What to produce
Only the number is wanted: state how many lines of the data below contain the word "return".

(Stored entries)

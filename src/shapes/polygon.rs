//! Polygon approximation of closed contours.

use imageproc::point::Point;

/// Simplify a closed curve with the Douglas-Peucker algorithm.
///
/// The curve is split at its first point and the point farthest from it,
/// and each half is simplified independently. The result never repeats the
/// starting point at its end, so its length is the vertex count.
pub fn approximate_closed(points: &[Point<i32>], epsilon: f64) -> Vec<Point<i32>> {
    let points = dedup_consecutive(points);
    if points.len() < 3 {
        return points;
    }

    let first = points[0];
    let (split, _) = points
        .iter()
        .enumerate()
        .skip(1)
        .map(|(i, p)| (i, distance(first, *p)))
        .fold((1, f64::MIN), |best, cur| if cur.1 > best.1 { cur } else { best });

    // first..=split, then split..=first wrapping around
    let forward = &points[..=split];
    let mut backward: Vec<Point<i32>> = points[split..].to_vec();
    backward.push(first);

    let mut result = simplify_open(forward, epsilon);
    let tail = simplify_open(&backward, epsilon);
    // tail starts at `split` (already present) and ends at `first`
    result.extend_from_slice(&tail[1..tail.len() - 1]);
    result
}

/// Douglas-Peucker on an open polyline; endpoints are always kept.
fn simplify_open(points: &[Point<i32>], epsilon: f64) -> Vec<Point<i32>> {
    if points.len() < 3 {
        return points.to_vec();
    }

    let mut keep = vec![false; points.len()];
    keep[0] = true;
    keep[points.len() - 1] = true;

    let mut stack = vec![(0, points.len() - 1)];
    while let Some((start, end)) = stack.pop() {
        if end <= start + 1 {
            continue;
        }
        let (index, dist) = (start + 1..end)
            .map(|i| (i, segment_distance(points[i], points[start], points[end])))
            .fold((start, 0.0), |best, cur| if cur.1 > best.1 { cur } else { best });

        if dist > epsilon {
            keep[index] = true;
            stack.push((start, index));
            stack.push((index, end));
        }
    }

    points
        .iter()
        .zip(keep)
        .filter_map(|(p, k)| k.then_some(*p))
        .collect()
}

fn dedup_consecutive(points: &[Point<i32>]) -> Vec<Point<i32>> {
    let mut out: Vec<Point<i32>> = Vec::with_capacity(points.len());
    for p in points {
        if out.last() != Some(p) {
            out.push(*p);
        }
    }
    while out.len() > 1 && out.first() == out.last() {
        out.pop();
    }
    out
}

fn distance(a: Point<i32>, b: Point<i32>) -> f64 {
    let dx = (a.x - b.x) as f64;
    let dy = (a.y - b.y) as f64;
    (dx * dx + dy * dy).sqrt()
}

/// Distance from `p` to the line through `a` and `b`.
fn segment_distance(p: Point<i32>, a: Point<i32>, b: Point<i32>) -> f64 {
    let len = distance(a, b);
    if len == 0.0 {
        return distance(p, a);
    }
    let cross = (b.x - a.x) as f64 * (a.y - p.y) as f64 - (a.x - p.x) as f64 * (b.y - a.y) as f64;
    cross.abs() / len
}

Result
3